Site-specific gene addition can allow stable transgene expression for gene therapy. When possible, this is preferred over the use of promiscuously integrating vectors, which are sometimes associated with clonal expansion(1) and oncogenesis(2). Site-specific endonucleases that can induce high rates of targeted genome editing are finding increasing applications in biological discovery and gene therapy(3). However, two safety concerns persist: (1) endonuclease-associated adverse effects, both on(4) and off-target(5,6); and (2) oncogene activation caused by promoter integration, even without nucleases(7). Here, we perform recombinant adeno-associated virus (rAAV) mediated promoterless gene targeting without nucleases and demonstrate amelioration of the bleeding diathesis in haemophilia B mice.

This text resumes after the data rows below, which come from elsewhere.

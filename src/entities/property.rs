//! Property listings, including search.
//!
//! Search runs against `properties/search` with the filters as query
//! parameters; see [`PropertySearch::query`].

use serde::{Deserialize, Serialize};

use crate::error::{TransportError, ValidationError};
use crate::resource::{require, Encode, Query, Routes, Shape};
use crate::transport::{Attachment, Body, MultipartForm};

// Also stored with bitcode by the search cache: keep the layout plain.
#[derive(Debug, Clone, PartialEq, Serialize, Deserialize)]
pub struct Property {
    pub id: u64,
    pub title: String,
    pub location: String,
    #[serde(default)]
    pub price: Option<f64>,
    #[serde(default)]
    pub status: String,
    #[serde(default, rename = "type")]
    pub property_type: Option<String>,
    #[serde(default)]
    pub images: Vec<String>,
    #[serde(default)]
    pub amenities: Vec<Amenity>,
}

#[derive(Debug, Clone, PartialEq, Eq, Serialize, Deserialize)]
pub struct Amenity {
    pub name: String,
}

crate::impl_resource!(
    Property,
    "properties",
    "Property",
    id: u64,
    PropertyDraft,
    Routes::new("properties")
        .list_shape(Shape::Envelope("properties"))
        .item_shape(Shape::Envelope("property"))
        .status_path("status")
        .public_reads()
);

#[derive(Debug, Clone, Default, PartialEq)]
pub struct PropertyDraft {
    pub title: String,
    pub location: String,
    pub description: Option<String>,
    pub price: Option<f64>,
    pub property_type: Option<String>,
    pub bedrooms: Option<u32>,
    pub images: Vec<Attachment>,
    pub amenities: Vec<String>,
}

impl PropertyDraft {
    pub fn new(title: impl Into<String>, location: impl Into<String>) -> Self {
        Self {
            title: title.into(),
            location: location.into(),
            ..Self::default()
        }
    }

    pub fn with_price(mut self, price: f64) -> Self {
        self.price = Some(price);
        self
    }

    pub fn with_image(mut self, image: Attachment) -> Self {
        self.images.push(image);
        self
    }

    pub fn with_amenity(mut self, amenity: impl Into<String>) -> Self {
        self.amenities.push(amenity.into());
        self
    }
}

impl Encode for PropertyDraft {
    fn validate(&self) -> Result<(), ValidationError> {
        require("title", &self.title)?;
        require("location", &self.location)
    }

    fn encode(&self) -> Result<Body, TransportError> {
        let form = MultipartForm::new()
            .text("title", &self.title)
            .text("location", &self.location)
            .text_opt("description", self.description.as_deref())
            .text_opt("price", self.price.map(|p| p.to_string()))
            .text_opt("type", self.property_type.as_deref())
            .text_opt("bedrooms", self.bedrooms.map(|b| b.to_string()))
            .files("images", &self.images)
            .records("amenities", "name", &self.amenities);
        Ok(Body::Multipart(form))
    }
}

/// Filters for `properties/search`. Unset filters are not sent.
#[derive(Debug, Clone, Default, PartialEq)]
pub struct PropertySearch {
    pub location: Option<String>,
    pub property_type: Option<String>,
    pub min_price: Option<f64>,
    pub max_price: Option<f64>,
    pub bedrooms: Option<u32>,
}

impl PropertySearch {
    pub fn new() -> Self {
        Self::default()
    }

    pub fn location(mut self, location: impl Into<String>) -> Self {
        self.location = Some(location.into());
        self
    }

    pub fn property_type(mut self, property_type: impl Into<String>) -> Self {
        self.property_type = Some(property_type.into());
        self
    }

    pub fn price_between(mut self, min: f64, max: f64) -> Self {
        self.min_price = Some(min);
        self.max_price = Some(max);
        self
    }

    pub fn bedrooms(mut self, bedrooms: u32) -> Self {
        self.bedrooms = Some(bedrooms);
        self
    }

    pub fn query(&self) -> Query {
        Query::at("search")
            .param_opt("location", self.location.as_ref())
            .param_opt("type", self.property_type.as_ref())
            .param_opt("minPrice", self.min_price)
            .param_opt("maxPrice", self.max_price)
            .param_opt("bedrooms", self.bedrooms)
    }

    /// The filters as sent, for the search cache.
    pub fn filters(&self) -> Vec<(String, String)> {
        self.query().params
    }
}
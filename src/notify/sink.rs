use std::sync::{Arc, Mutex};

use tracing::{info, warn};

use super::{Toast, ToastKind, ToastSink};

/// Writes toasts to `tracing`, or into a shared buffer when one is given.
#[derive(Default)]
pub struct LogSink {
    buffer: Option<Arc<Mutex<Vec<Toast>>>>,
}

impl LogSink {
    pub fn new() -> Self {
        LogSink { buffer: None }
    }

    pub fn with_buffer(buffer: Arc<Mutex<Vec<Toast>>>) -> Self {
        LogSink {
            buffer: Some(buffer),
        }
    }
}

impl ToastSink for LogSink {
    fn show(&self, toast: Toast) {
        match toast.kind {
            ToastKind::Success => info!(resource = %toast.resource, "{}", toast.message),
            ToastKind::Error => warn!(resource = %toast.resource, "{}", toast.message),
        }
        if let Some(buffer) = &self.buffer {
            match buffer.lock() {
                Ok(mut buffer) => buffer.push(toast),
                Err(_) => warn!("toast buffer poisoned"),
            }
        }
    }
}

#[cfg(feature = "emitter")]
pub use emitter::EmitterSink;

#[cfg(feature = "emitter")]
mod emitter {
    use std::sync::Mutex;

    use event_emitter_rs::EventEmitter;
    use tracing::warn;

    use super::super::{Toast, ToastSink};

    /// Re-emits toasts as JSON strings on an in-process `EventEmitter`.
    ///
    /// Listeners run on their own threads, so delivery is asynchronous.
    pub struct EmitterSink {
        emitter: Mutex<EventEmitter>,
    }

    impl Default for EmitterSink {
        fn default() -> Self {
            Self::new(EventEmitter::new())
        }
    }

    impl EmitterSink {
        pub const EVENT: &'static str = "toast";

        pub fn new(emitter: EventEmitter) -> Self {
            EmitterSink {
                emitter: Mutex::new(emitter),
            }
        }

        /// Register a listener that receives each toast's JSON encoding.
        pub fn on<F>(&self, listener: F) -> Option<String>
        where
            F: Fn(String) + Send + Sync + 'static,
        {
            match self.emitter.lock() {
                Ok(mut emitter) => Some(emitter.on(Self::EVENT, listener)),
                Err(_) => {
                    warn!("toast emitter poisoned");
                    None
                }
            }
        }
    }

    impl ToastSink for EmitterSink {
        fn show(&self, toast: Toast) {
            let payload = match serde_json::to_string(&toast) {
                Ok(payload) => payload,
                Err(err) => {
                    warn!(error = %err, "could not encode toast");
                    return;
                }
            };
            match self.emitter.lock() {
                Ok(mut emitter) => {
                    emitter.emit(Self::EVENT, payload);
                }
                Err(_) => warn!("toast emitter poisoned"),
            }
        }
    }
}
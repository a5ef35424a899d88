//! ResourceClient - the operation wrapper for one resource.

use std::marker::PhantomData;
use std::sync::Arc;

use serde_json::Value;
use tracing::warn;

use super::{Completion, OperationKind, Outcome};
use crate::error::{TransportError, ValidationError};
use crate::resource::{Encode, Query, Resource};
use crate::store::Store;
use crate::transport::{body_message, Request, Transport};

/// Issues operations for `R` and feeds their outcomes to the store.
///
/// Every call dispatches `Requested`, performs one transport call, then
/// dispatches and returns the terminal outcome. Transport failures become
/// `Outcome::Failed`; they are never returned as `Err`.
///
/// ```ignore
/// let agents = ResourceClient::<Agent>::new(store.clone(), transport.clone());
/// agents.list().await;
/// let outcome = agents.create(&draft).await?; // Err only for validation
/// ```
pub struct ResourceClient<R> {
    store: Store,
    transport: Arc<dyn Transport>,
    _marker: PhantomData<fn() -> R>,
}

impl<R> Clone for ResourceClient<R> {
    fn clone(&self) -> Self {
        Self {
            store: self.store.clone(),
            transport: Arc::clone(&self.transport),
            _marker: PhantomData,
        }
    }
}

impl<R: Resource> ResourceClient<R> {
    /// Bind to `store`, registering `R`'s container if needed.
    pub fn new(store: Store, transport: Arc<dyn Transport>) -> Self {
        if let Err(err) = store.add::<R>() {
            warn!(resource = R::NAME, error = %err, "could not register container");
        }
        Self {
            store,
            transport,
            _marker: PhantomData,
        }
    }

    pub fn store(&self) -> &Store {
        &self.store
    }

    pub async fn list(&self) -> Outcome<R> {
        self.list_with(Query::new()).await
    }

    /// Filtered list; replaces `items`. Lists with different queries do not
    /// supersede one another.
    pub async fn list_with(&self, query: Query) -> Outcome<R> {
        let routes = R::routes();
        let request = routes.list_request(&query);
        let target = (!query.is_empty()).then(|| query.to_string());
        self.run(OperationKind::List, target, Ok(request), |body| {
            routes.decode_list(body).map(Completion::Listed)
        })
        .await
    }

    /// List into the container's `results`, leaving `items` alone.
    pub async fn search(&self, query: Query) -> Outcome<R> {
        let routes = R::routes();
        let request = routes.list_request(&query);
        self.run(OperationKind::Search, Some(query.to_string()), Ok(request), |body| {
            routes.decode_list(body).map(Completion::Searched)
        })
        .await
    }

    pub async fn fetch_one(&self, key: &R::Key) -> Outcome<R> {
        let routes = R::routes();
        let request = routes.fetch_request(key);
        self.run(OperationKind::FetchOne, Some(key.to_string()), Ok(request), |body| {
            routes.decode_item(body).map(Completion::Fetched)
        })
        .await
    }

    pub async fn create(&self, draft: &R::Draft) -> Result<Outcome<R>, ValidationError> {
        self.check(OperationKind::Create, None, draft.validate())?;
        let routes = R::routes();
        let request = draft.encode().map(|body| routes.create_request(body));
        Ok(self
            .run(OperationKind::Create, None, request, |body| {
                routes.decode_item(body).map(Completion::Created)
            })
            .await)
    }

    pub async fn update(&self, key: &R::Key, draft: &R::Draft) -> Result<Outcome<R>, ValidationError> {
        let target = Some(key.to_string());
        self.check(OperationKind::Update, target.clone(), draft.validate())?;
        let routes = R::routes();
        let request = draft.encode().map(|body| routes.update_request(key, body));
        Ok(self
            .run(OperationKind::Update, target, request, |body| {
                routes.decode_item(body).map(Completion::Updated)
            })
            .await)
    }

    /// `PUT <resource>/status`; only for resources with a status endpoint.
    pub async fn update_status(&self, key: &R::Key, status: &str) -> Result<Outcome<R>, ValidationError> {
        let target = Some(key.to_string());
        let routes = R::routes();
        let request = if status.trim().is_empty() {
            Err(ValidationError::MissingField("status"))
        } else {
            routes.status_request(key, status).ok_or_else(|| {
                ValidationError::Unsupported(format!("{} does not support status updates", R::LABEL))
            })
        };
        let request = match request {
            Ok(request) => request,
            Err(err) => {
                self.store.reject::<R>(OperationKind::Update, target, &err);
                return Err(err);
            }
        };
        Ok(self
            .run(OperationKind::Update, target, Ok(request), |body| {
                routes.decode_item(body).map(Completion::Updated)
            })
            .await)
    }

    pub async fn delete(&self, key: &R::Key) -> Outcome<R> {
        let routes = R::routes();
        let request = routes.delete_request(key);
        let deleted = key.clone();
        self.run(OperationKind::Delete, Some(key.to_string()), Ok(request), move |_| {
            Ok(Completion::Deleted(deleted))
        })
        .await
    }

    fn check(
        &self,
        kind: OperationKind,
        target: Option<String>,
        validation: Result<(), ValidationError>,
    ) -> Result<(), ValidationError> {
        validation.map_err(|err| {
            self.store.reject::<R>(kind, target, &err);
            err
        })
    }

    async fn run<F>(
        &self,
        kind: OperationKind,
        target: Option<String>,
        request: Result<Request, TransportError>,
        decode: F,
    ) -> Outcome<R>
    where
        F: FnOnce(Value) -> Result<Completion<R>, TransportError>,
    {
        let op = self.store.begin::<R>(kind, target);
        self.dispatch(Outcome::Requested { op: op.clone() });

        let response = match request {
            Ok(request) => self.transport.send(request).await,
            Err(err) => Err(err),
        };
        let decoded = response.and_then(|body| {
            let message = body_message(&body);
            decode(body).map(|completion| (completion, message))
        });

        let outcome = match decoded {
            Ok((completion, message)) => Outcome::Succeeded {
                op,
                completion,
                message,
            },
            Err(err) => {
                warn!(op = %op, error = %err, "operation failed");
                let message = err
                    .server_message()
                    .map(str::to_string)
                    .unwrap_or_else(|| kind.failure_message(R::LABEL));
                Outcome::Failed { op, message }
            }
        };
        self.dispatch(outcome.clone());
        outcome
    }

    fn dispatch(&self, outcome: Outcome<R>) {
        if let Err(err) = self.store.dispatch_outcome(outcome) {
            warn!(resource = R::NAME, error = %err, "outcome not applied");
        }
    }
}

In particular, we target a promoterless human coagulation factor IX (hF9) gene to the liver-expressed albumin (Alb) locus. hF9 is targeted, along with a preceding 2A-peptide coding sequence, to be integrated just upstream to the Alb stop codon. While hF9 is fused to Alb at the DNA and RNA levels, two separate proteins are synthesized by way of ribosomal skipping. Thus, hF9 expression is linked to robust hepatic albumin expression without disrupting it. We injected an AAV8-hF9 vector into neonatal and adult mice and achieved on-target integration into ~0.5% of the albumin alleles in hepatocytes. We established that hF9 was produced only from on-target integration, and ribosomal skipping was highly efficient. Stable hF9 plasma levels at 7–20% of normal were obtained, and treated factor IX deficient mice had normal coagulation times. In conclusion, transgene integration as a 2A-fusion to a highly expressed endogenous gene may obviate the requirement for nucleases and/or vector-borne promoters. This method may allow for safe and efficacious gene targeting in both infants and adults by greatly diminishing off-target effects while still providing therapeutic levels of expression from integration.